Back out in the paddock after weaning and initial baby training, Cherry has taken her place alongside some of the other youngsters in the bottom of the pack.  She still, occasionally, gives me a little bit of the “run away, run away” reaction for a few circles when I show up with a halter, but she doesn’t resist too long or too hard.  The more that you allow them to reap the rewards of evasion, the more entrenched that behavior becomes.  We don’t allow our weanlings to get away with that.  It’s aggravating when you have a horse that you need to move quickly that sends you on a wild game of chase for several miles back and forth across the pastures.  She’s not one of those horses, and thankfully we don’t have any of those horses right now.

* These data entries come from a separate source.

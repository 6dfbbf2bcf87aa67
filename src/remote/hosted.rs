// REST client for a Supabase-style hosted backend.

use async_trait::async_trait;
use bytes::Bytes;
use chrono::{DateTime, Duration, Utc};
use reqwest::{Method, RequestBuilder, Response};
use serde::Deserialize;
use serde_json::{json, Value};
use std::sync::{PoisonError, RwLock};
use url::Url;

use super::{AuthUser, Filter, RemoteClient, RemoteError, RemoteResult, Row, Select, UploadOptions};
use crate::models::Metadata;

#[derive(Debug, Clone)]
struct HostedSession {
    access_token: String,
    expires_at: DateTime<Utc>,
    user: AuthUser,
}

#[derive(Debug, Deserialize)]
struct TokenResponse {
    access_token: String,
    expires_in: i64,
    user: AuthUser,
}

pub struct HostedRemote {
    http: reqwest::Client,
    base: Url,
    anon_key: String,
    session: RwLock<Option<HostedSession>>,
}

impl HostedRemote {
    pub fn new(base_url: &str, anon_key: impl Into<String>) -> anyhow::Result<Self> {
        let mut base = Url::parse(base_url)?;
        if !base.path().ends_with('/') {
            let path = format!("{}/", base.path());
            base.set_path(&path);
        }

        Ok(Self {
            http: reqwest::Client::builder().build()?,
            base,
            anon_key: anon_key.into(),
            session: RwLock::new(None),
        })
    }

    fn endpoint(&self, path: &str) -> RemoteResult<Url> {
        self.base
            .join(path)
            .map_err(|e| RemoteError::new(format!("Invalid endpoint {}: {}", path, e), None))
    }

    fn current(&self) -> Option<HostedSession> {
        self.session
            .read()
            .unwrap_or_else(PoisonError::into_inner)
            .clone()
    }

    fn set_current(&self, session: Option<HostedSession>) {
        *self.session.write().unwrap_or_else(PoisonError::into_inner) = session;
    }

    /// Request carrying the project key and the user's bearer token when
    /// signed in (the anon key otherwise).
    fn request(&self, method: Method, path: &str) -> RemoteResult<RequestBuilder> {
        let bearer = self
            .current()
            .map(|s| s.access_token)
            .unwrap_or_else(|| self.anon_key.clone());
        Ok(self
            .http
            .request(method, self.endpoint(path)?)
            .header("apikey", &self.anon_key)
            .bearer_auth(bearer))
    }

    fn table_request(&self, method: Method, table: &str, filter: &Filter) -> RemoteResult<RequestBuilder> {
        let pairs = filter_pairs(filter);
        Ok(self
            .request(method, &format!("rest/v1/{}", table))?
            .query(&pairs)
            .header("Prefer", "return=representation"))
    }
}

async fn send(request: RequestBuilder) -> RemoteResult<Response> {
    let response = request
        .send()
        .await
        .map_err(|e| RemoteError::new(e.to_string(), e.status().map(|s| s.as_u16())))?;

    let status = response.status();
    if status.is_success() {
        return Ok(response);
    }

    let body = response.text().await.unwrap_or_default();
    Err(RemoteError::new(
        error_message(&body).unwrap_or_else(|| status.to_string()),
        Some(status.as_u16()),
    ))
}

async fn read_json<T: serde::de::DeserializeOwned>(response: Response) -> RemoteResult<T> {
    response
        .json::<T>()
        .await
        .map_err(|e| RemoteError::new(format!("Unexpected response body: {}", e), None))
}

/// Pull a human readable message out of an error body. Auth, REST and
/// storage endpoints each use a different key.
fn error_message(body: &str) -> Option<String> {
    let value: Value = serde_json::from_str(body).ok()?;
    ["message", "msg", "error_description", "error"]
        .iter()
        .find_map(|key| value.get(*key).and_then(Value::as_str))
        .map(String::from)
}

fn literal(value: &Value) -> String {
    match value {
        Value::String(s) => s.clone(),
        other => other.to_string(),
    }
}

fn filter_pairs(filter: &Filter) -> Vec<(String, String)> {
    filter
        .conditions()
        .iter()
        .map(|(column, value)| (column.clone(), format!("eq.{}", literal(value))))
        .collect()
}

fn select_pairs(query: &Select) -> Vec<(String, String)> {
    let mut columns = String::from("*");
    for embed in &query.counts {
        columns.push_str(&format!(",{}(count)", embed.table));
    }

    let mut pairs = vec![("select".to_string(), columns)];
    pairs.extend(filter_pairs(&query.filter));
    if !query.order.is_empty() {
        let order = query
            .order
            .iter()
            .map(|o| format!("{}.{}", o.column, if o.descending { "desc" } else { "asc" }))
            .collect::<Vec<_>>()
            .join(",");
        pairs.push(("order".to_string(), order));
    }
    if let Some(limit) = query.limit {
        pairs.push(("limit".to_string(), limit.to_string()));
    }
    pairs
}

#[async_trait]
impl RemoteClient for HostedRemote {
    async fn sign_in(&self, email: &str, password: &str) -> RemoteResult<AuthUser> {
        let request = self
            .request(Method::POST, "auth/v1/token")?
            .query(&[("grant_type", "password")])
            .json(&json!({ "email": email, "password": password }));

        let token: TokenResponse = match send(request).await {
            Ok(response) => read_json(response).await?,
            Err(e) => {
                self.set_current(None);
                return Err(e);
            }
        };

        let user = token.user.clone();
        self.set_current(Some(HostedSession {
            access_token: token.access_token,
            expires_at: Utc::now() + Duration::seconds(token.expires_in),
            user: token.user,
        }));
        Ok(user)
    }

    async fn get_session(&self) -> RemoteResult<Option<AuthUser>> {
        match self.current() {
            Some(session) if session.expires_at > Utc::now() => Ok(Some(session.user)),
            Some(_) => {
                self.set_current(None);
                Ok(None)
            }
            None => Ok(None),
        }
    }

    async fn get_user(&self) -> RemoteResult<AuthUser> {
        if self.current().is_none() {
            return Err(RemoteError::new("Auth session missing!", Some(401)));
        }
        let response = send(self.request(Method::GET, "auth/v1/user")?).await?;
        read_json(response).await
    }

    async fn update_user(&self, metadata: Metadata) -> RemoteResult<AuthUser> {
        let Some(session) = self.current() else {
            return Err(RemoteError::new("Auth session missing!", Some(401)));
        };
        let request = self
            .request(Method::PUT, "auth/v1/user")?
            .json(&json!({ "data": metadata }));
        let user: AuthUser = read_json(send(request).await?).await?;

        self.set_current(Some(HostedSession {
            user: user.clone(),
            ..session
        }));
        Ok(user)
    }

    async fn sign_out(&self) -> RemoteResult<()> {
        if self.current().is_some() {
            send(self.request(Method::POST, "auth/v1/logout")?).await?;
        }
        self.set_current(None);
        Ok(())
    }

    async fn select(&self, query: Select) -> RemoteResult<Vec<Row>> {
        let request = self
            .request(Method::GET, &format!("rest/v1/{}", query.table))?
            .query(&select_pairs(&query));
        read_json(send(request).await?).await
    }

    async fn insert(&self, table: &str, rows: Vec<Row>) -> RemoteResult<Vec<Row>> {
        let request = self
            .request(Method::POST, &format!("rest/v1/{}", table))?
            .header("Prefer", "return=representation")
            .json(&rows);
        read_json(send(request).await?).await
    }

    async fn delete(&self, table: &str, filter: Filter) -> RemoteResult<u64> {
        let request = self.table_request(Method::DELETE, table, &filter)?;
        let removed: Vec<Row> = read_json(send(request).await?).await?;
        Ok(removed.len() as u64)
    }

    async fn update(&self, table: &str, fields: Row, filter: Filter) -> RemoteResult<Vec<Row>> {
        let request = self
            .table_request(Method::PATCH, table, &filter)?
            .json(&fields);
        read_json(send(request).await?).await
    }

    async fn upload(
        &self,
        bucket: &str,
        path: &str,
        data: Bytes,
        options: UploadOptions,
    ) -> RemoteResult<String> {
        let request = self
            .request(Method::POST, &format!("storage/v1/object/{}/{}", bucket, path))?
            .header("cache-control", format!("max-age={}", options.cache_control_secs))
            .header("x-upsert", options.upsert.to_string())
            .header("content-type", options.content_type)
            .body(data);
        send(request).await?;
        Ok(path.to_string())
    }

    async fn public_url(&self, bucket: &str, path: &str) -> RemoteResult<String> {
        self.endpoint(&format!("storage/v1/object/public/{}/{}", bucket, path))
            .map(String::from)
    }
}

Cherry was the second of our four foals from 2023 that were advertised but didn’t move.  Like Apple, we threw in the towel after the holidays.  If someone wasn’t going to snatch up our filly foals during the time of the year when good, quality fillies are the scarcest of commodities in this market, it just meant that there were no buyers for weanling fillies out there.  We refuse to compromise on price until you get to a price point for buyers that would be willing to pay for them at a cut-rate.  That rarely ends well for the horse who will either be flipped (best-case scenario being to a good buyer) or will be underappreciated due to the low price tag that you put on them just to move them.  Rock-bottom buyers are also often rock-bottom caretakers of horses.  That’s not always the case but it is a risk.  Slashing prices also has a cooling effect on the market for the horses overall, also, and you don’t want to be the farm that aggressively undercuts the market to the point where your reputation suffers, and then you find yourself on an island in the market all alone.  We already have enough of those sorts of challenges being in the middle of nowhere in Eastern Tennessee.


Cherry, like her full older sister, Flo, and half-sister, Apple, has turned out to be such a sweet little filly.  We don’t mind her hanging around a bit longer.  Time will also tell what her future holds.  She’s going to be a chunky, hairy, shorty when she’s all grown up.